Obstacles that hold firms back
The technology is no cure-all. Integrating RegTech with legacy systems is rarely seamless and often costly. Data quality is another weak spot: advanced analytics cannot deliver reliable results if the inputs are incomplete or inconsistent. Training matters too; without it, expensive tools risk being underused.
Digitisation also creates new vulnerabilities as compliance platforms hold identity and payment data that are attractive to criminals as well as regulators. The National Cyber Security Centre has urged firms to treat compliance systems as critical infrastructure, investing in layered security and encryption (NCSC). The irony is hard to ignore: the very software designed to manage risk has become a risk category of its own.

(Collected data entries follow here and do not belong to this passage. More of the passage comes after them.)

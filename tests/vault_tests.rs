use base64::engine::general_purpose::URL_SAFE;
use base64::Engine;
use fleetgate::vault::{self, CredentialVault};
use fleetgate::VaultError;

const KEY: &[u8; 32] = b"0123456789abcdef0123456789abcdef";

#[test]
fn test_vault_encryption_decryption() {
    for plaintext in ["", "p", "s3cr3t-p@ss", "多字节密码", "line1\nline2"] {
        let sealed = vault::encrypt(KEY, plaintext).expect("Failed to encrypt");
        assert_ne!(sealed, plaintext);

        let opened = vault::decrypt(KEY, &sealed).expect("Failed to decrypt");
        assert_eq!(opened, plaintext);
    }
}

#[test]
fn test_encrypt_uses_fresh_nonce() {
    let first = vault::encrypt(KEY, "same-password").unwrap();
    let second = vault::encrypt(KEY, "same-password").unwrap();

    assert_ne!(first, second);
    assert_eq!(vault::decrypt(KEY, &first).unwrap(), "same-password");
    assert_eq!(vault::decrypt(KEY, &second).unwrap(), "same-password");
}

#[test]
fn test_output_is_url_safe_base64() {
    let sealed = vault::encrypt(KEY, "some fairly long password with symbols ?/+").unwrap();
    assert!(!sealed.contains('+'));
    assert!(!sealed.contains('/'));
    assert!(URL_SAFE.decode(&sealed).is_ok());
}

#[test]
fn test_invalid_key_size() {
    for len in [0usize, 16, 31, 33, 64] {
        let key = vec![7u8; len];
        assert_eq!(
            vault::encrypt(&key, "x"),
            Err(VaultError::InvalidKeySize(len))
        );
        assert_eq!(
            vault::decrypt(&key, "not even base64!"),
            Err(VaultError::InvalidKeySize(len)),
            "key size must be checked before the ciphertext is looked at"
        );
    }
    assert!(CredentialVault::new(&[1u8; 16]).is_err());
}

#[test]
fn test_malformed_ciphertext() {
    assert!(matches!(
        vault::decrypt(KEY, "***not base64***"),
        Err(VaultError::InvalidCiphertext(_))
    ));

    let short = URL_SAFE.encode([0u8; 8]);
    assert!(matches!(
        vault::decrypt(KEY, &short),
        Err(VaultError::InvalidCiphertext(_))
    ));
}

#[test]
fn test_wrong_key_fails_closed() {
    let sealed = vault::encrypt(KEY, "db-password").unwrap();
    let other_key = [9u8; 32];

    assert_eq!(
        vault::decrypt(&other_key, &sealed),
        Err(VaultError::Decryption)
    );
}

#[test]
fn test_tampered_ciphertext_fails_closed() {
    let sealed = vault::encrypt(KEY, "db-password").unwrap();
    let mut bytes = URL_SAFE.decode(&sealed).unwrap();
    let last = bytes.len() - 1;
    bytes[last] ^= 0x01;
    let tampered = URL_SAFE.encode(bytes);

    assert_eq!(vault::decrypt(KEY, &tampered), Err(VaultError::Decryption));
}

#[test]
fn test_vault_from_hex() {
    let key_hex = CredentialVault::generate_key_hex();
    assert_eq!(key_hex.len(), 64);

    let vault = CredentialVault::from_hex(&key_hex).unwrap();
    let sealed = vault.encrypt("hunter2").unwrap();
    assert_eq!(vault.decrypt(&sealed).unwrap(), "hunter2");

    let raw = hex::decode(&key_hex).unwrap();
    assert_eq!(vault::decrypt(&raw, &sealed).unwrap(), "hunter2");

    assert!(CredentialVault::from_hex("abcd").is_err());
    assert!(CredentialVault::from_hex("zz").is_err());
    assert!(!format!("{:?}", vault).contains(&key_hex));
}
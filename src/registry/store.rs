use async_trait::async_trait;
use std::collections::HashMap;
use std::fs;
use std::path::{Path, PathBuf};
use tokio::sync::Mutex;
use uuid::Uuid;

use super::models::{TargetKind, TargetRecord};

#[derive(thiserror::Error, Debug)]
pub enum StoreError {
    #[error("unique constraint violated on (kind, name)")]
    Duplicate,

    #[error("{0}")]
    Backend(String),
}

impl From<std::io::Error> for StoreError {
    fn from(e: std::io::Error) -> Self {
        Self::Backend(e.to_string())
    }
}

impl From<serde_json::Error> for StoreError {
    fn from(e: serde_json::Error) -> Self {
        Self::Backend(e.to_string())
    }
}

/// Persistence substrate for the registry: one logical table per kind, keyed
/// by id, with a unique index on name.
///
/// `insert` must check uniqueness and write atomically so that concurrent
/// inserts of the same `(kind, name)` leave exactly one row.
#[async_trait]
pub trait TargetStore: Send + Sync {
    async fn insert(&self, record: TargetRecord) -> Result<(), StoreError>;
    async fn get(&self, kind: TargetKind, id: Uuid) -> Result<Option<TargetRecord>, StoreError>;
    async fn find_by_name(
        &self,
        kind: TargetKind,
        name: &str,
    ) -> Result<Option<TargetRecord>, StoreError>;
    /// Replaces the row with the same kind and id. Returns false when absent.
    async fn update(&self, record: TargetRecord) -> Result<bool, StoreError>;
    async fn delete(&self, kind: TargetKind, id: Uuid) -> Result<bool, StoreError>;
    async fn list(&self, kind: TargetKind) -> Result<Vec<TargetRecord>, StoreError>;
}

#[derive(Default)]
struct Tables {
    rows: HashMap<TargetKind, Vec<TargetRecord>>,
}

impl Tables {
    fn table(&self, kind: TargetKind) -> &[TargetRecord] {
        self.rows.get(&kind).map(Vec::as_slice).unwrap_or_default()
    }

    fn insert(&mut self, record: TargetRecord) -> Result<(), StoreError> {
        let table = self.rows.entry(record.kind).or_default();
        if table.iter().any(|r| r.name == record.name) {
            return Err(StoreError::Duplicate);
        }
        table.push(record);
        Ok(())
    }

    fn update(&mut self, record: TargetRecord) -> bool {
        let Some(table) = self.rows.get_mut(&record.kind) else {
            return false;
        };
        match table.iter_mut().find(|r| r.id == record.id) {
            Some(existing) => {
                *existing = record;
                true
            }
            None => false,
        }
    }

    fn delete(&mut self, kind: TargetKind, id: Uuid) -> bool {
        let Some(table) = self.rows.get_mut(&kind) else {
            return false;
        };
        let before = table.len();
        table.retain(|r| r.id != id);
        table.len() != before
    }

    fn into_records(self) -> Vec<TargetRecord> {
        let mut all: Vec<TargetRecord> = self.rows.into_values().flatten().collect();
        all.sort_by(|a, b| a.created_at.cmp(&b.created_at));
        all
    }

    fn from_records(records: Vec<TargetRecord>) -> Self {
        let mut tables = Self::default();
        for record in records {
            tables.rows.entry(record.kind).or_default().push(record);
        }
        tables
    }
}

#[derive(Default)]
pub struct MemoryStore {
    tables: Mutex<Tables>,
}

impl MemoryStore {
    pub fn new() -> Self {
        Self::default()
    }
}

#[async_trait]
impl TargetStore for MemoryStore {
    async fn insert(&self, record: TargetRecord) -> Result<(), StoreError> {
        self.tables.lock().await.insert(record)
    }

    async fn get(&self, kind: TargetKind, id: Uuid) -> Result<Option<TargetRecord>, StoreError> {
        let tables = self.tables.lock().await;
        Ok(tables.table(kind).iter().find(|r| r.id == id).cloned())
    }

    async fn find_by_name(
        &self,
        kind: TargetKind,
        name: &str,
    ) -> Result<Option<TargetRecord>, StoreError> {
        let tables = self.tables.lock().await;
        Ok(tables.table(kind).iter().find(|r| r.name == name).cloned())
    }

    async fn update(&self, record: TargetRecord) -> Result<bool, StoreError> {
        Ok(self.tables.lock().await.update(record))
    }

    async fn delete(&self, kind: TargetKind, id: Uuid) -> Result<bool, StoreError> {
        Ok(self.tables.lock().await.delete(kind, id))
    }

    async fn list(&self, kind: TargetKind) -> Result<Vec<TargetRecord>, StoreError> {
        Ok(self.tables.lock().await.table(kind).to_vec())
    }
}

/// JSON file store for single-operator use. Every call re-reads the file under
/// the lock, so the file stays the source of truth between invocations.
pub struct FileStore {
    path: PathBuf,
    lock: Mutex<()>,
}

impl FileStore {
    pub fn new(path: impl Into<PathBuf>) -> Result<Self, StoreError> {
        let path = path.into();
        if let Some(parent) = path.parent() {
            fs::create_dir_all(parent)?;
        }
        Ok(Self {
            path,
            lock: Mutex::new(()),
        })
    }

    pub fn path(&self) -> &Path {
        &self.path
    }

    fn load(&self) -> Result<Tables, StoreError> {
        if !self.path.exists() {
            return Ok(Tables::default());
        }
        let contents = fs::read_to_string(&self.path)?;
        if contents.trim().is_empty() {
            return Ok(Tables::default());
        }
        let records: Vec<TargetRecord> = serde_json::from_str(&contents)?;
        Ok(Tables::from_records(records))
    }

    fn save(&self, tables: Tables) -> Result<(), StoreError> {
        let contents = serde_json::to_string_pretty(&tables.into_records())?;
        let tmp = self.path.with_extension("json.tmp");
        fs::write(&tmp, contents)?;
        fs::rename(&tmp, &self.path)?;
        Ok(())
    }
}

#[async_trait]
impl TargetStore for FileStore {
    async fn insert(&self, record: TargetRecord) -> Result<(), StoreError> {
        let _guard = self.lock.lock().await;
        let mut tables = self.load()?;
        tables.insert(record)?;
        self.save(tables)
    }

    async fn get(&self, kind: TargetKind, id: Uuid) -> Result<Option<TargetRecord>, StoreError> {
        let _guard = self.lock.lock().await;
        let tables = self.load()?;
        Ok(tables.table(kind).iter().find(|r| r.id == id).cloned())
    }

    async fn find_by_name(
        &self,
        kind: TargetKind,
        name: &str,
    ) -> Result<Option<TargetRecord>, StoreError> {
        let _guard = self.lock.lock().await;
        let tables = self.load()?;
        Ok(tables.table(kind).iter().find(|r| r.name == name).cloned())
    }

    async fn update(&self, record: TargetRecord) -> Result<bool, StoreError> {
        let _guard = self.lock.lock().await;
        let mut tables = self.load()?;
        if !tables.update(record) {
            return Ok(false);
        }
        self.save(tables)?;
        Ok(true)
    }

    async fn delete(&self, kind: TargetKind, id: Uuid) -> Result<bool, StoreError> {
        let _guard = self.lock.lock().await;
        let mut tables = self.load()?;
        if !tables.delete(kind, id) {
            return Ok(false);
        }
        self.save(tables)?;
        Ok(true)
    }

    async fn list(&self, kind: TargetKind) -> Result<Vec<TargetRecord>, StoreError> {
        let _guard = self.lock.lock().await;
        Ok(self.load()?.table(kind).to_vec())
    }
}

Cultural resistance lingers, with some firms still treating compliance as a paper-first discipline. Moving to continuous monitoring demands more than procurement; it calls for a shift in mindset.
Compliance’s Next Chapter
Artificial intelligence and machine learning are driving growth, with systems now able to flag risks and scan rulebooks in real-time. What was experimental a few years ago is now routine. For a snapshot of the UK companies setting the pace, the RegTech 50 ranking
showcases the startups and scaleups shaping compliance.
RegTech-as-a-Service is also spreading fast. Delivered through the cloud, it lowers costs for smaller firms while giving larger operators consistent standards across different markets. Gambling is a clear example, with UK rules often diverging from those overseas.
The momentum feels irreversible. Regulators are tightening, penalties are rising and public tolerance is lower. Technology has moved from support act to framework and firms that still treat it as optional are already behind.